L'outil innovant renforce les espaces anciens dans les lieux humains – ScienceDaily


De nombreuses tentatives pour expliquer comment les personnes passées ont connu leur monde plus large se sont concentré sur la vue au détriment du son, mais des chercheurs de l'Université d'Albany et de l'Université de Buffalo Ont développé un outil qui renvoie le son dans le paysage ancien.

Kristy Primeau d'UAlbany et David Witt, de UAlbany, utilisent la technologie SIG pour faire avancer une discussion largement théorique sur une expérience sensorielle modélisée pour explorer comment les gens ont pu entendre leur entourage dans tout un paysage archéologique ou un paysage sonore.

Les résultats, publiés dans Journal of Archaeological Science: Reports ont plus pleinement animé le monde antique et ont ouvert une discussion sur la façon dont les gens à divers endroits, dans des sites allant de sacrés à politiques, ont connu leur Paysages sonores. Les résultats ont finalement coloré ce qui était autrefois un espace stérile dans un lieu de vie – et le son s'attache à l'identité de cet endroit.

Cette tentative d'infuser le caractère dans le monde matériel et d'intégrer la relation entre les personnes et leurs environnements fait partie de ce qu'on appelle la phénoménologie.

«D'un point de vue phénoménologique, la différence entre un espace et un lieu est critique. Les gens ne vivent pas dans le vide et nous devons regarder tous les aspects de l'expérience vécue», explique Primeau, archéologue et candidat au doctorat À UAlbany. "Il y a plus à l'expérience du paysage que d'être présent ici."

"L'approche phénoménologique tente de connaître le passé en trouvant les choses qui résonnent dans la façon dont nous expérimentons le paysage maintenant", explique Primeau. Lorsque les gens partagent une culture commune, ils contribuent à une conception générale de l'expérience dans le paysage qui inclut le sens, la mémoire et l'identité. "Le son est une façon dont nous espérons comprendre une expérience multiforme du peuple qui a vécu dans ces" lieux ".

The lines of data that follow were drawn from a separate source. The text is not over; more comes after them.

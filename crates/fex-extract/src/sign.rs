//! Sign resolution for recovered hidden units.
//!
//! The Jacobian jump determines a unit's weight row only up to a non-zero
//! scalar. The scale convention is unit norm (magnitude is absorbed into the
//! output-layer column by the final solve), but the sign matters:
//! `relu(−z) = relu(z) − z`, so flipping a unit's sign injects a linear term
//! the output layer cannot fit. The resolver exploits exactly that: it
//! evaluates the oracle at the probe inputs plus, per unit, a pair of points
//! straddling the unit's hyperplane, and keeps the sign hypothesis whose
//! output-layer fit residual is strictly smaller.
//!
//! A wrong sign is *not* locally observable: the jump measured across a
//! straddle pair is `|c|·w1ⱼ ⊗ ŵⱼ` under either hypothesis, since the unit's
//! scale and its output column flip together. The residual test is therefore
//! run against the shared least-squares fit, and audited on two disjoint
//! halves of the evaluation set; units whose evidence is not strict on both
//! halves are surfaced as conflicts, never averaged away.

use fex_core::{Oracle, Result};
use ndarray::{s, Array2, ArrayView2, Axis};
use rayon::prelude::*;
use tracing::{debug, warn};

use crate::config::{ExtractionConfig, NeuronRecord};
use crate::solve::{design_matrix, least_squares};

/// Oracle evidence shared by sign resolution and the final solve.
pub(crate) struct SignEvidence {
    /// Probe inputs followed by one straddle pair per unit.
    pub inputs: Array2<f64>,
    /// Oracle outputs for `inputs`, row-aligned.
    pub outputs: Array2<f64>,
    /// Number of leading rows that are the caller's probe inputs.
    pub num_probes: usize,
}

/// Evaluate the oracle over the probes and per-unit straddle pairs.
pub(crate) fn build_evidence(
    oracle: &dyn Oracle,
    probes: ArrayView2<'_, f64>,
    neurons: &[NeuronRecord],
    delta: f64,
) -> Result<SignEvidence> {
    let d = probes.ncols();
    let num_probes = probes.nrows();
    let mut inputs = Array2::zeros((num_probes + 2 * neurons.len(), d));
    inputs.slice_mut(s![..num_probes, ..]).assign(&probes);

    for (j, neuron) in neurons.iter().enumerate() {
        let step = neuron.weight.mapv(|v| v * delta);
        let mut plus = &neuron.anchor + &step;
        let mut minus = &neuron.anchor - &step;
        if let Some((lo, hi)) = oracle.domain() {
            plus.mapv_inplace(|v| v.clamp(lo, hi));
            minus.mapv_inplace(|v| v.clamp(lo, hi));
        }
        inputs.row_mut(num_probes + 2 * j).assign(&plus);
        inputs.row_mut(num_probes + 2 * j + 1).assign(&minus);
    }

    let outputs = oracle.evaluate(inputs.view())?;
    Ok(SignEvidence {
        inputs,
        outputs,
        num_probes,
    })
}

/// Outcome of sign resolution.
pub(crate) struct SignReport {
    /// Indices of units whose sign evidence was inconsistent.
    pub conflicts: Vec<usize>,
}

fn fit_residual(
    xs: &ArrayView2<'_, f64>,
    ys: &ArrayView2<'_, f64>,
    neurons: &[NeuronRecord],
    signs: &[f64],
    rank_tol: f64,
) -> Result<f64> {
    let a = design_matrix(xs, neurons, signs);
    Ok(least_squares(&a, ys, rank_tol)?.residual)
}

/// Fix every unit's sign, mutating the records in place.
///
/// Coordinate descent over per-unit flips against the full evaluation set,
/// then a per-unit audit on two disjoint halves: the kept sign must beat its
/// negation strictly (by more than the sign residual tolerance) on both
/// halves, else the unit is reported as a conflict.
pub(crate) fn resolve_signs(
    neurons: &mut [NeuronRecord],
    evidence: &SignEvidence,
    config: &ExtractionConfig,
) -> Result<SignReport> {
    let h = neurons.len();
    let xs = evidence.inputs.view();
    let ys = evidence.outputs.view();
    let records: &[NeuronRecord] = neurons;

    let mut signs = vec![1.0_f64; h];
    let mut base = fit_residual(&xs, &ys, records, &signs, config.rank_tol)?;

    for pass in 0..config.sign_max_passes {
        let mut changed = false;
        for j in 0..h {
            signs[j] = -signs[j];
            let flipped = fit_residual(&xs, &ys, records, &signs, config.rank_tol)?;
            if flipped + config.sign_residual_tol < base {
                debug!(
                    "Pass {}: flipping unit {} improves residual {:.3e} -> {:.3e}",
                    pass, j, base, flipped
                );
                base = flipped;
                changed = true;
            } else {
                signs[j] = -signs[j];
            }
        }
        if !changed {
            break;
        }
    }

    // Audit on two disjoint halves; fall back to the full set when a half
    // would be underdetermined.
    let n = evidence.inputs.nrows();
    let even: Vec<usize> = (0..n).step_by(2).collect();
    let odd: Vec<usize> = (1..n).step_by(2).collect();
    let halves_feasible = even.len() >= h + 1 && odd.len() >= h + 1;
    let half_sets: Vec<(Array2<f64>, Array2<f64>)> = if halves_feasible {
        [&even, &odd]
            .iter()
            .map(|idx| {
                (
                    evidence.inputs.select(Axis(0), idx.as_slice()),
                    evidence.outputs.select(Axis(0), idx.as_slice()),
                )
            })
            .collect()
    } else {
        debug!("Evaluation set too small to split; auditing signs on the full set");
        Vec::new()
    };

    let audit_one = |j: usize| -> Result<(f64, f64, bool)> {
        let mut flipped_signs = signs.clone();
        flipped_signs[j] = -flipped_signs[j];
        let kept_full = base;
        let flipped_full = fit_residual(&xs, &ys, records, &flipped_signs, config.rank_tol)?;
        let consistent = if half_sets.is_empty() {
            kept_full + config.sign_residual_tol < flipped_full
        } else {
            let mut ok = true;
            for (hx, hy) in &half_sets {
                let kept = fit_residual(&hx.view(), &hy.view(), records, &signs, config.rank_tol)?;
                let flip = fit_residual(
                    &hx.view(),
                    &hy.view(),
                    records,
                    &flipped_signs,
                    config.rank_tol,
                )?;
                if kept + config.sign_residual_tol >= flip {
                    ok = false;
                    break;
                }
            }
            ok
        };
        Ok((kept_full, flipped_full, consistent))
    };

    let audits: Vec<(f64, f64, bool)> = if config.parallel && h >= 2 {
        (0..h)
            .into_par_iter()
            .map(audit_one)
            .collect::<Result<Vec<_>>>()?
    } else {
        (0..h).map(audit_one).collect::<Result<Vec<_>>>()?
    };

    let mut conflicts = Vec::new();
    for (j, (kept, flipped, consistent)) in audits.into_iter().enumerate() {
        neurons[j].sign = signs[j];
        neurons[j].finalized = true;
        neurons[j].residual_kept = Some(kept);
        neurons[j].residual_flipped = Some(flipped);
        if !consistent {
            warn!(
                "Unit {}: sign evidence inconsistent (kept {:.3e}, flipped {:.3e})",
                j, kept, flipped
            );
            conflicts.push(j);
        }
    }

    Ok(SignReport { conflicts })
}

Primeau et Witt sont tous deux employés du département de conservation de l'environnement de l'État de New York (DEC). Le son et son effet sur les personnes et les animaux sont parmi les facteurs que DEC considère comme faisant partie de son processus de délivrance de permis.

Witt, qui est un associé de recherche de l'UB au département d'anthropologie, a développé une feuille de calcul pour le DEC qui calcule l'impact du son sur l'environnement. La feuille de calcul modélise l'effet de la distance et des fonctions intervenantes sur le son. Ces données fournissent une analyse bidimensionnelle point à point que les chercheurs ont développé davantage dans un programme de technologie SIG qui modélise le son sur l'ensemble du paysage, d'un point à l'autre.

Avec cet outil tridimensionnel, Primeau et Witt ont exploré le Chaco Canyon, le Nouveau-Mexique, un centre culturel majeur pour les personnes ancestrales du peuple, qui a atteint son point culminant vers A.D. 1040.

Chaco Canyon a offert des avantages et des curiosités qui l'ont fait un endroit attrayant pour étudier. Les données requises pour le site étaient facilement accessibles, mais elles illustrent également la focalisation visuelle de la recherche archéologique

.

"Les archéologues du sud-ouest ont parlé de la question de savoir si des bâtiments et d'autres structures ont été placés dans leurs lieux afin qu'ils puissent voir des gens ou être vus par des gens", explique Witt. "Cela m'a demandé de savoir si ces sites étaient situés là où ils devaient entendre, ainsi que de voir d'autres endroits".

Ils ont exploré les relations possibles entre les caractéristiques de l'environnement bâti et l'espace de performance du canyon. Leur travail suggère que certaines caractéristiques auraient pu être placées à leur emplacement, de sorte que des sons culturellement pertinents comme une voix élevée, qui pourrait servir d'alerte, pourraient être entendus ailleurs.

Mais c'est le son des instruments de musique qui pourraient constituer la preuve la plus directe du design intentionnel, en particulier de la trompette à coquille.

"Les individus à [four different points] auraient entendu une trompette de coquille sur la plate-forme trouvée à Pueblo Bonito", ont déclaré Primeau et Witt dans leur journal. "Nous interprétons ceci pour illustrer que les événements au monticule n'étaient pas seulement destinés à être expérimentés devant Pueblo Bonito, mais dans tout le centre-ville de Chaco".

Witt et Primeau disent qu'ils travaillent encore sur le modèle et cette recherche est une première étape dans un domaine de recherche innovant.

"Il n'y a pas beaucoup de gens qui font ce type de travail", dit Primeau. "Il apporte une nouvelle composante dans les études du paysage."

Source de l'histoire:

Matériel fourni par Université de Buffalo . Original écrit par Bert Gambini. Remarque: Le contenu peut être édité pour le style et la longueur.